Information given START

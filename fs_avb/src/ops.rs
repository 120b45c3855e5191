// Copyright 2023, The Android Open Source Project
//
// Licensed under the Apache License, Version 2.0 (the "License");
// you may not use this file except in compliance with the License.
// You may obtain a copy of the License at
//
//     http://www.apache.org/licenses/LICENSE-2.0
//
// Unless required by applicable law or agreed to in writing, software
// distributed under the License is distributed on an "AS IS" BASIS,
// WITHOUT WARRANTIES OR CONDITIONS OF ANY KIND, either express or implied.
// See the License for the specific language governing permissions and
// limitations under the License.

//! Host services the validator depends on, injected as capabilities so that
//! tests (and unusual partition layouts) can substitute their own.

use std::path::{Path, PathBuf};

/// Services the chain walker needs from its host.
pub trait AvbOps {
    /// Maps a device partition name (A/B suffix already applied) to the path
    /// of its block device. The core encodes no filesystem layout.
    fn device_path(&self, device_partition_name: &str) -> PathBuf;

    /// Reports whether the stored rollback index for `partition_name` is
    /// ahead of the image's `rollback_index`, i.e. the image is a rollback.
    ///
    /// The default reports no rollback. A platform with tamper-evident
    /// storage for per-partition monotonic counters overrides this.
    fn rollback_detected(&self, _partition_name: &str, _rollback_index: u64) -> bool {
        false
    }
}

/// Resolves partitions through a directory of by-name symlinks, the layout
/// init populates for the boot device (e.g. `/dev/block/by-name/system_a`).
pub struct ByNameOps {
    base: PathBuf,
}

impl ByNameOps {
    /// Resolves under the default `/dev/block/by-name` directory.
    pub fn new() -> ByNameOps {
        ByNameOps::with_base(Path::new("/dev/block/by-name"))
    }

    /// Resolves under the given symlink directory.
    pub fn with_base(base: &Path) -> ByNameOps {
        ByNameOps { base: base.to_path_buf() }
    }
}

impl Default for ByNameOps {
    fn default() -> Self {
        Self::new()
    }
}

impl AvbOps for ByNameOps {
    fn device_path(&self, device_partition_name: &str) -> PathBuf {
        self.base.join(device_partition_name)
    }
}

/// Converts an AVB partition name (without A/B suffix) to a device partition
/// name.
/// e.g.,       "system" => "system_a",
///       "system_other" => "system_b".
///
/// On a non-A/B device both suffixes are empty and the name maps to itself.
pub fn avb_partition_to_device_partition(
    avb_partition_name: &str,
    ab_suffix: &str,
    ab_other_suffix: &str,
) -> String {
    match avb_partition_name.strip_suffix("_other") {
        Some(stripped) => format!("{}{}", stripped, ab_other_suffix),
        None => format!("{}{}", avb_partition_name, ab_suffix),
    }
}

#[cfg(test)]
mod tests {
    use super::*;

    #[test]
    fn empty_suffixes_are_identity() {
        assert_eq!(avb_partition_to_device_partition("system", "", ""), "system");
        assert_eq!(avb_partition_to_device_partition("system_other", "", ""), "system");
    }

    #[test]
    fn current_slot_gets_suffix() {
        assert_eq!(avb_partition_to_device_partition("system", "_a", "_b"), "system_a");
        assert_eq!(avb_partition_to_device_partition("vbmeta", "_a", "_b"), "vbmeta_a");
    }

    #[test]
    fn other_slot_gets_other_suffix() {
        assert_eq!(avb_partition_to_device_partition("system_other", "_a", "_b"), "system_b");
    }

    #[test]
    fn by_name_ops_joins_base_directory() {
        let ops = ByNameOps::with_base(Path::new("/dev/block/by-name"));
        assert_eq!(
            ops.device_path("system_a"),
            PathBuf::from("/dev/block/by-name/system_a")
        );
        assert!(!ops.rollback_detected("system", 42));
    }
}
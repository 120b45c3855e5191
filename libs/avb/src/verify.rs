// Copyright 2023, The Android Open Source Project
//
// Licensed under the Apache License, Version 2.0 (the "License");
// you may not use this file except in compliance with the License.
// You may obtain a copy of the License at
//
//     http://www.apache.org/licenses/LICENSE-2.0
//
// Unless required by applicable law or agreed to in writing, software
// distributed under the License is distributed on an "AS IS" BASIS,
// WITHOUT WARRANTIES OR CONDITIONS OF ANY KIND, either express or implied.
// See the License for the specific language governing permissions and
// limitations under the License.

//! Cryptographic verification of a vbmeta image.

use crate::crypto::{decode_public_key, AlgorithmType};
use crate::{VbmetaImageHeader, HEADER_MAGIC, HEADER_SIZE, VERSION_MAJOR};

/// Verdict of [`vbmeta_image_verify`].
#[derive(Clone, Debug, PartialEq, Eq)]
pub enum VbmetaVerifyResult<'a> {
    /// The image is well formed and its signature checks out against the
    /// embedded key, which is handed back for the caller's trust decision.
    Ok {
        /// The AVB-encoded public key recovered from the auxiliary block.
        public_key: &'a [u8],
    },
    /// The image is well formed but carries no signature.
    OkNotSigned,
    /// The digest in the authentication block does not match the image.
    HashMismatch,
    /// The signature does not verify against the embedded key.
    SignatureMismatch,
    /// The image cannot be interpreted at all.
    InvalidVbmetaHeader,
    /// The image requires a newer format version than this library knows.
    UnsupportedVersion,
}

fn window(block: &[u8], offset: u64, size: u64) -> Option<&[u8]> {
    let end = offset.checked_add(size)?;
    if end > block.len() as u64 {
        return None;
    }
    Some(&block[offset as usize..end as usize])
}

/// Checks that `data` holds a well-formed vbmeta image whose digest and
/// signature match the public key embedded in its auxiliary block. Trailing
/// bytes after the image are ignored. This establishes integrity only; the
/// caller decides whether the recovered key is trusted.
pub fn vbmeta_image_verify(data: &[u8]) -> VbmetaVerifyResult<'_> {
    if data.len() < HEADER_SIZE || data[..4] != HEADER_MAGIC {
        return VbmetaVerifyResult::InvalidVbmetaHeader;
    }
    let header = match VbmetaImageHeader::parse(data) {
        Ok(header) => header,
        Err(_) => return VbmetaVerifyResult::InvalidVbmetaHeader,
    };
    if header.required_libavb_version_major != VERSION_MAJOR {
        return VbmetaVerifyResult::UnsupportedVersion;
    }
    // Both block sizes must be a multiple of 64.
    if header.authentication_data_block_size % 64 != 0
        || header.auxiliary_data_block_size % 64 != 0
    {
        return VbmetaVerifyResult::InvalidVbmetaHeader;
    }
    let Some(image_size) = header.image_size() else {
        return VbmetaVerifyResult::InvalidVbmetaHeader;
    };
    if image_size > data.len() as u64 {
        return VbmetaVerifyResult::InvalidVbmetaHeader;
    }
    let auth_end = HEADER_SIZE + header.authentication_data_block_size as usize;
    let auth = &data[HEADER_SIZE..auth_end];
    let aux = &data[auth_end..auth_end + header.auxiliary_data_block_size as usize];

    let (Some(hash), Some(signature), Some(public_key), Some(_descriptors)) = (
        window(auth, header.hash_offset, header.hash_size),
        window(auth, header.signature_offset, header.signature_size),
        window(aux, header.public_key_offset, header.public_key_size),
        window(aux, header.descriptors_offset, header.descriptors_size),
    ) else {
        return VbmetaVerifyResult::InvalidVbmetaHeader;
    };

    let algorithm = AlgorithmType::from_raw(header.algorithm_type);
    match algorithm {
        AlgorithmType::None => return VbmetaVerifyResult::OkNotSigned,
        AlgorithmType::Unknown(_) => return VbmetaVerifyResult::InvalidVbmetaHeader,
        _ => {}
    }
    if header.hash_size as usize != algorithm.hash_len() {
        return VbmetaVerifyResult::InvalidVbmetaHeader;
    }

    // The signed payload is the header followed by the auxiliary block; the
    // authentication block is skipped since it holds the values under test.
    let mut signed = Vec::with_capacity(HEADER_SIZE + aux.len());
    signed.extend_from_slice(&data[..HEADER_SIZE]);
    signed.extend_from_slice(aux);
    let digest = algorithm.hash(&signed);

    if digest != hash {
        return VbmetaVerifyResult::HashMismatch;
    }

    let key = match decode_public_key(public_key) {
        Ok(key) => key,
        Err(_) => return VbmetaVerifyResult::SignatureMismatch,
    };
    if algorithm.verify(&key, &digest, signature).is_err() {
        return VbmetaVerifyResult::SignatureMismatch;
    }

    VbmetaVerifyResult::Ok { public_key }
}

Information given END

▶ Task instructions
Copy out each line from the listing that contains the string "recovered".

▶ Reply to the exercise
        /// The AVB-encoded public key recovered from the auxiliary block.
/// caller decides whether the recovered key is trusted.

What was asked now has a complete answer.